There is a greater paradox yet to be noted. At times his life seems willful and capricious, as if he persevered in nothing; as if the man who wrote ­[page 141:] Ligeia, the apotheosis of the power of the will, were himself utterly uncontrolled, undisciplined. He may frequently be quoted against himself and his dicta about authors sometimes cancel each other. Certainly his two years of army service proved that he could conform to discipline, and so long as he served a salaried task, even under the most dullard of employers, he was, except for occasional illnesses caused by drink, regular and controlled. The fact is that nothing is so characteristic of Poe as the tenaciousness of his ideas. The principles of his critical theories, of his working methods, of his plans for a great American journal of criticism and creative literature, shifted in terms, or changed their names, developed and grew clearer in form, but he never changed them fundamentally, never dipped his flag to a lower standard.

Dogged, and pertinacious; to stubbornness, easily elated, quickly discouraged, bitter, kindly, energetic, generous, procrastinating, grasping, proud, fawning, prodigal, impecunious, truthful to his hurt, lying, secretive, shy, publicity-seeking, recklessly bold, humane and loving, cold, pitiless and sneering; all these and more contradictions like them have been said and written of him; and some facet of his coruscating personality has thrown off the light by which each trait appeared as some man’s eye saw it. It little matters now that he offended the moralists of his day till they grew immoral in the bitterness of their denunciation of him. The wonder of his startling genius, the beauty of his melodious and often flawless poetry, the suggestiveness of his criticism, the originality and power of his stories will not be different whatever the man was like. But the significance of his genius gives an interest and importance to the personality of the man that possessed it and to the circumstances that produced or conditioned the manner of its expression. Poe the man was one of millions in the crude America of his day and his behavior as a man was no more important than that of any other one of those millions. But Poe the artist is unique and what affected him concerns all the world of intelligent people.

But should the last of all the Puritans force me to bring moral values to bear where they are irrelevant and find a practical application either in the effort to analyze the man’s personality or to evaluate his acts, to my own satisfaction I could do it triumphantly. Over against the pity of his poverty, the mad devastation that drink wrought upon his diseased mind, the liberties that he sometimes took with words, I should place the splendid loyalty of his devotion to those two women who loved him; the courage, the zeal, the uncompromising fidelity with which he served through poverty, drink, and misrepresentation, the life of an artist in a country where his art was not ­[page 142:] appreciated. Conan Doyle built many tales upon the bare formula of one type of tale that Poe created. Poe scorned to copy himself in his serious work. Each of his tales of analysis has a different theme, though no one would have been quicker than he to see how easily the same tale may be told over with varied incident and changed names. “I could not do that,” Poe wrote of a suggestion about his story, Ligeia, “For I had already written Morella.” For all the pity and irony of his life and personality, to my reading there is more character and as much morality to the story of Poe as may be found in the quiet peace of many good men whose beasts were tamed to an easy yoke.


[[Footnotes]]

[The following footnote appears at the bottom of page 131:]

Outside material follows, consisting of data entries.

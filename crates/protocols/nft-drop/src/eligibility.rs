//! Mint eligibility evaluation
//!
//! Pure decision logic: no I/O, no async, just a snapshot and a quantity in,
//! a verdict out.
//!
//! The check order is part of the observable contract — a state matching
//! several denial conditions must report the most specific one. The pause
//! switch outranks sale gating, which outranks the numeric limits:
//!
//! 1. paused
//! 2. no active sale for this caller
//! 3. supply exhausted
//! 4. per-wallet cap exceeded
//! 5. allowed (public path preferred; presale path only when the public sale
//!    is inactive)

use mintgate_core::{DenialReason, U256};

use crate::state::DropSnapshot;

/// The payload of a positive verdict: which price applies and through which
/// entry point the mint must go.
#[derive(Debug, Clone, PartialEq, Eq)]
pub struct Allowance {
    /// Price per token (wei)
    pub price_per_unit: U256,
    /// True when the presale entry point must be used
    pub uses_presale: bool,
}

/// Outcome of an eligibility check. Owned by the caller for the duration of
/// one attempt; never persisted.
#[derive(Debug, Clone, PartialEq, Eq)]
pub enum Verdict {
    Allowed(Allowance),
    Denied(DenialReason),
}

impl Verdict {
    pub fn allowance(&self) -> Option<&Allowance> {
        match self {
            Self::Allowed(allowance) => Some(allowance),
            Self::Denied(_) => None,
        }
    }

    pub fn denial(&self) -> Option<&DenialReason> {
        match self {
            Self::Allowed(_) => None,
            Self::Denied(reason) => Some(reason),
        }
    }
}

/// Evaluate whether `quantity` tokens can be minted for the snapshot's caller.
///
/// Precondition: `quantity >= 1` (enforced at the orchestrator boundary).
/// The additions are checked, so an absurdly large request counts against
/// supply and cap the same way an over-large one does.
pub fn evaluate(snapshot: &DropSnapshot, quantity: u64) -> Verdict {
    if snapshot.paused {
        return Verdict::Denied(DenialReason::Paused);
    }

    if !snapshot.public_sale_active && !snapshot.caller_has_presale_access {
        return Verdict::Denied(DenialReason::NoActiveSale);
    }

    let within_supply = snapshot
        .total_supply
        .checked_add(quantity)
        .is_some_and(|minted| minted <= snapshot.max_supply);
    if !within_supply {
        return Verdict::Denied(DenialReason::InsufficientSupply {
            remaining: snapshot.remaining(),
        });
    }

    if let Some(cap) = snapshot.max_per_wallet {
        let within_cap = snapshot
            .caller_balance
            .checked_add(quantity)
            .is_some_and(|held| held <= cap);
        if !within_cap {
            return Verdict::Denied(DenialReason::WalletCapExceeded { cap });
        }
    }

    if snapshot.public_sale_active {
        // When both phases are open the public path wins; presale pricing
        // applies only to allowlisted callers before the public sale opens.
        return Verdict::Allowed(Allowance {
            price_per_unit: snapshot.public_sale_price,
            uses_presale: false,
        });
    }

    match snapshot.presale_price {
        Some(price) => Verdict::Allowed(Allowance {
            price_per_unit: price,
            uses_presale: true,
        }),
        None => Verdict::Denied(DenialReason::PresaleMisconfigured),
    }
}

#[cfg(test)]
mod tests {
    use super::*;
    use mintgate_core::Address;

    fn open_sale() -> DropSnapshot {
        DropSnapshot {
            caller: Address::ZERO,
            total_supply: 2220,
            max_supply: 2222,
            public_sale_price: U256::from(12_500_000_000_000_000u64),
            presale_price: None,
            public_sale_active: true,
            caller_has_presale_access: false,
            paused: false,
            max_per_wallet: Some(10),
            caller_balance: 0,
        }
    }

    #[test]
    fn paused_denies_regardless_of_other_fields() {
        let snapshot = DropSnapshot {
            paused: true,
            caller_has_presale_access: true,
            presale_price: Some(U256::from(1u64)),
            ..open_sale()
        };
        assert_eq!(evaluate(&snapshot, 1), Verdict::Denied(DenialReason::Paused));
    }

    #[test]
    fn no_sale_active_denies() {
        let snapshot = DropSnapshot {
            public_sale_active: false,
            caller_has_presale_access: false,
            ..open_sale()
        };
        assert_eq!(
            evaluate(&snapshot, 1),
            Verdict::Denied(DenialReason::NoActiveSale)
        );
    }

    #[test]
    fn supply_exhaustion_reports_remaining() {
        let snapshot = open_sale();
        let verdict = evaluate(&snapshot, 3);
        assert_eq!(
            verdict.denial(),
            Some(&DenialReason::InsufficientSupply { remaining: 2 })
        );
        assert!(verdict.allowance().is_none());
    }

    #[test]
    fn request_up_to_remaining_supply_is_allowed() {
        let snapshot = open_sale();
        assert_eq!(
            evaluate(&snapshot, 2),
            Verdict::Allowed(Allowance {
                price_per_unit: U256::from(12_500_000_000_000_000u64),
                uses_presale: false,
            })
        );
    }

    #[test]
    fn wallet_cap_binds_after_supply() {
        let snapshot = DropSnapshot {
            total_supply: 0,
            caller_balance: 9,
            ..open_sale()
        };
        assert_eq!(
            evaluate(&snapshot, 2),
            Verdict::Denied(DenialReason::WalletCapExceeded { cap: 10 })
        );
        assert!(evaluate(&snapshot, 1).allowance().is_some());
    }

    #[test]
    fn no_wallet_cap_means_unlimited_per_wallet() {
        let snapshot = DropSnapshot {
            total_supply: 0,
            max_per_wallet: None,
            caller_balance: 500,
            ..open_sale()
        };
        assert!(evaluate(&snapshot, 20).allowance().is_some());
    }

    #[test]
    fn presale_path_selected_when_public_sale_inactive() {
        let snapshot = DropSnapshot {
            total_supply: 0,
            public_sale_active: false,
            caller_has_presale_access: true,
            presale_price: Some(U256::from(10_000_000_000_000_000u64)),
            ..open_sale()
        };
        assert_eq!(
            evaluate(&snapshot, 1),
            Verdict::Allowed(Allowance {
                price_per_unit: U256::from(10_000_000_000_000_000u64),
                uses_presale: true,
            })
        );
    }

    #[test]
    fn public_path_wins_when_both_phases_active() {
        let snapshot = DropSnapshot {
            total_supply: 0,
            caller_has_presale_access: true,
            presale_price: Some(U256::from(1u64)),
            ..open_sale()
        };
        let verdict = evaluate(&snapshot, 1);
        let allowance = verdict.allowance().expect("should be allowed");
        assert!(!allowance.uses_presale);
        assert_eq!(
            allowance.price_per_unit,
            U256::from(12_500_000_000_000_000u64)
        );
    }

    #[test]
    fn presale_without_price_is_misconfigured() {
        let snapshot = DropSnapshot {
            total_supply: 0,
            public_sale_active: false,
            caller_has_presale_access: true,
            presale_price: None,
            ..open_sale()
        };
        assert_eq!(
            evaluate(&snapshot, 1),
            Verdict::Denied(DenialReason::PresaleMisconfigured)
        );
    }

    #[test]
    fn pause_outranks_supply_and_cap() {
        // Matches every denial condition at once; pause must win.
        let snapshot = DropSnapshot {
            paused: true,
            public_sale_active: false,
            total_supply: 2222,
            caller_balance: 10,
            ..open_sale()
        };
        assert_eq!(evaluate(&snapshot, 5), Verdict::Denied(DenialReason::Paused));
    }

    #[test]
    fn huge_quantity_does_not_overflow() {
        let snapshot = DropSnapshot {
            total_supply: 1,
            ..open_sale()
        };
        assert_eq!(
            evaluate(&snapshot, u64::MAX),
            Verdict::Denied(DenialReason::InsufficientSupply { remaining: 2221 })
        );
    }
}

*  Dr. Wilson is Edgar Allan Poe Professor of English Emeritus at the University of Virginia. This paper was delivered as the annual address to the Virginia Historical Society at its meeting on January 19, 1959, the one-hundred-fiftieth anniversary of the birth of Edgar Allan Poe.

[The following footnotes appear at the bottom of page 132:]

1.  The Works of the Late Edgar Allan Poe, With a Memoir by Rufus Wilmot Griswold . . . (New York, 1850-1856).

2.  George E. Woodberry, Edgar Allan Poe (Boston, 1885). [[Revised in 2 volumes, in 1909.]]

3.  John H. Ingram, Edgar Allan Poe, His Life, Letters and Opinions (London, 1880).

4.  James A. Harrison, Life and Letters of Edgar Allan Poe (New York, 1902-1903).

5.  Hervey Allen, Israfel, the Life and Times of Edgar Allan Poe (New York, 1926).

6.  Arthur Hobson Quinn, Edgar Allan Poe, A Critical Biography (New York, 1941).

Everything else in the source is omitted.